Ma c’è un ma, emerso nelle ultime ore. La clausola della data, la sicurezza per gli azzurri e i partiti della maggioranza che per almeno un paio d’anni non si andrà a votare, sarà concessa da Renzi solo se avrà la prova del nove sulla tenuta del patto del Nazareno. Ossia solo dopo le votazioni direttamente in Aula di tutti i nodi controversi e ancora messi in discussione da Forza Italia, a partire dal premio alla lista e non alla coalizione e dall’abbassamento delle soglie di sbarramento al 3 per cento. Perché è chiaro che se gli azzurri volessero tenersi le mani libere su questi due punti - come si evinceva dalla dichiarazione congiunta al termine dell’ultimo incontro di novembre tra Renzi e Berlusconi a Palazzo Chigi - la maggioranza mancherebbe quasi certamente in un’Aula, quella di Palazzo Madama, in cui i voti di margine si aggirano sui 7-8 stando alle ultime fiducie. Stesso discorso vale per il fronte opposto a Forza Italia, quello della minoranza del Pd e dei centristi, sulla battaglia delle preferenze: i capilista bloccati non si toccano. Solo dopo, magari con un emendamento presentato direttamente in Aula, arriverà la clausola sulla data. «La data di entrata in vigore di una legge è la norma che chiude la legge», fa notare il capogruppo del Pd in Senato Luigi Zanda. E a questo proposito giunge paradossalmente di aiuto l’ostruzionismo in commissione messo in atto dal leghista Roberto Calderoli: per bypassare i suoi 16mila emendamenti la riforma elettorale andrà direttamente in Aula senza relatore, forse già domani. Il governo si prende dunque almeno un paio di settimane di tempo prima di mettere la firma sotto la fatale data dell’estate 2016.

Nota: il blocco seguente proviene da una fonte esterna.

//! Runs the external astrotimes executable and reads its moon transit.
//!
//! The executable is a black box: it is started with
//! `--lat <lat> --lon <lon> --tz <tz> --no-prompt` and the first whitespace
//! delimited token of the first output line mentioning `Moon transit` is
//! taken as the transit time.

use std::ffi::OsString;
use std::io::Read;
use std::path::PathBuf;
use std::process::{Child, Command, Stdio};
use std::sync::mpsc::{self, Receiver, RecvTimeoutError};
use std::thread;
use std::time::{Duration, Instant};

use tracing::{debug, instrument};

use crate::config::AstrotimesConfig;
use crate::error::AstrotimesError;
use crate::models::Location;

/// Marker text of the transit line in astrotimes output
pub const TRANSIT_MARKER: &str = "Moon transit";

const POLL_INTERVAL: Duration = Duration::from_millis(20);

/// Full contents of one child pipe, delivered once it reaches EOF
type Captured = Receiver<std::io::Result<String>>;

/// Anything that can report a moon transit time for a location
pub trait TransitSource {
    fn moon_transit(&self, location: &Location) -> Result<String, AstrotimesError>;
}

/// Subprocess wrapper around the astrotimes binary
#[derive(Debug, Clone)]
pub struct AstrotimesRunner {
    program: PathBuf,
    base_args: Vec<OsString>,
    timeout: Duration,
}

impl AstrotimesRunner {
    pub fn new(program: impl Into<PathBuf>) -> Self {
        Self {
            program: program.into(),
            base_args: Vec::new(),
            timeout: Duration::from_secs(5),
        }
    }

    pub fn from_config(config: &AstrotimesConfig) -> Self {
        Self::new(&config.program)
            .with_base_args(&config.args)
            .with_timeout(Duration::from_secs(config.timeout_seconds))
    }

    /// Arguments placed before the location flags, e.g. for a wrapper script.
    #[must_use]
    pub fn with_base_args<I, S>(mut self, args: I) -> Self
    where
        I: IntoIterator<Item = S>,
        S: Into<OsString>,
    {
        self.base_args = args.into_iter().map(Into::into).collect();
        self
    }

    #[must_use]
    pub fn with_timeout(mut self, timeout: Duration) -> Self {
        self.timeout = timeout;
        self
    }

    pub fn timeout(&self) -> Duration {
        self.timeout
    }

    /// Run astrotimes for the given observer and return its transit token.
    #[instrument(skip(self), fields(program = %self.program.display()))]
    pub fn transit_for(
        &self,
        latitude: f64,
        longitude: f64,
        timezone: &str,
    ) -> Result<String, AstrotimesError> {
        let args = [
            "--lat".to_string(),
            latitude.to_string(),
            "--lon".to_string(),
            longitude.to_string(),
            "--tz".to_string(),
            timezone.to_string(),
            "--no-prompt".to_string(),
        ];
        let stdout = self.run(&args)?;

        match extract_moon_transit(&stdout) {
            Some(time) => {
                debug!(time, "found moon transit");
                Ok(time.to_string())
            }
            None => {
                debug!("no '{TRANSIT_MARKER}' line in {} bytes of output", stdout.len());
                Err(AstrotimesError::NoTransit)
            }
        }
    }

    fn run(&self, args: &[String]) -> Result<String, AstrotimesError> {
        let mut child = Command::new(&self.program)
            .args(&self.base_args)
            .args(args)
            .stdin(Stdio::null())
            .stdout(Stdio::piped())
            .stderr(Stdio::piped())
            .spawn()
            .map_err(|source| AstrotimesError::Spawn {
                program: self.program.display().to_string(),
                source,
            })?;

        // Drain both pipes while waiting so the child never blocks on a full buffer.
        let stdout = child.stdout.take().map(drain);
        let stderr = child.stderr.take().map(drain);

        // One deadline covers the child and its pipes; a descendant may keep them open.
        let deadline = Instant::now() + self.timeout;
        let status = loop {
            match child.try_wait() {
                Ok(Some(status)) => break status,
                Ok(None) if Instant::now() >= deadline => {
                    debug!("killing astrotimes after {:?}", self.timeout);
                    reap(&mut child);
                    return Err(AstrotimesError::Timeout(self.timeout));
                }
                Ok(None) => thread::sleep(POLL_INTERVAL),
                Err(e) => {
                    reap(&mut child);
                    return Err(e.into());
                }
            }
        };

        let stdout = self.collect(stdout, deadline)?;
        let stderr = self.collect(stderr, deadline)?;

        if !status.success() {
            debug!(stderr = stderr.trim(), "astrotimes exited with {status}");
            return Err(AstrotimesError::Exit(status));
        }

        Ok(stdout)
    }

    fn collect(
        &self,
        reader: Option<Captured>,
        deadline: Instant,
    ) -> Result<String, AstrotimesError> {
        let Some(rx) = reader else {
            return Ok(String::new());
        };
        match rx.recv_timeout(deadline.saturating_duration_since(Instant::now())) {
            Ok(text) => Ok(text?),
            Err(RecvTimeoutError::Timeout) => {
                debug!("astrotimes output still open after {:?}", self.timeout);
                Err(AstrotimesError::Timeout(self.timeout))
            }
            Err(RecvTimeoutError::Disconnected) => {
                Err(std::io::Error::other("output reader panicked").into())
            }
        }
    }
}

impl TransitSource for AstrotimesRunner {
    fn moon_transit(&self, location: &Location) -> Result<String, AstrotimesError> {
        self.transit_for(location.latitude, location.longitude, &location.timezone)
    }
}

/// First token of the first line containing [`TRANSIT_MARKER`].
#[must_use]
pub fn extract_moon_transit(output: &str) -> Option<&str> {
    output
        .lines()
        .find(|line| line.contains(TRANSIT_MARKER))
        .and_then(|line| line.split_whitespace().next())
}

/// Read a pipe to the end on a detached thread.
fn drain<R: Read + Send + 'static>(mut reader: R) -> Captured {
    let (tx, rx) = mpsc::channel();
    thread::spawn(move || {
        let mut buf = Vec::new();
        let text = reader
            .read_to_end(&mut buf)
            .map(|_| String::from_utf8_lossy(&buf).into_owned());
        let _ = tx.send(text);
    });
    rx
}

fn reap(child: &mut Child) {
    let _ = child.kill();
    let _ = child.wait();
}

Prima l’Italicum, dunque, che per il giovane premier ha lo stesso valore simbolico del Jobs act. È la prova, anche agli occhi degli osservatori internazionali, che con lui si stanno finalmente smuovendo le acque stagnanti dell’Italia («Renzi è il primo premier che non fa marcia indietro di fronte all’opposizione di quelli che non vogliono cambiare nulla», è non a caso l’esplicito endorsement giunto ieri dal presidente della Commissione Ue Jean-Claude Juncker). Oltre al fatto , meno simbolico ma non per questo meno importante, di poter avere sul tavolo della politica italiana, ad uso interno e verso gli altri partiti, la pistola carica delle possibili elezioni anticipate.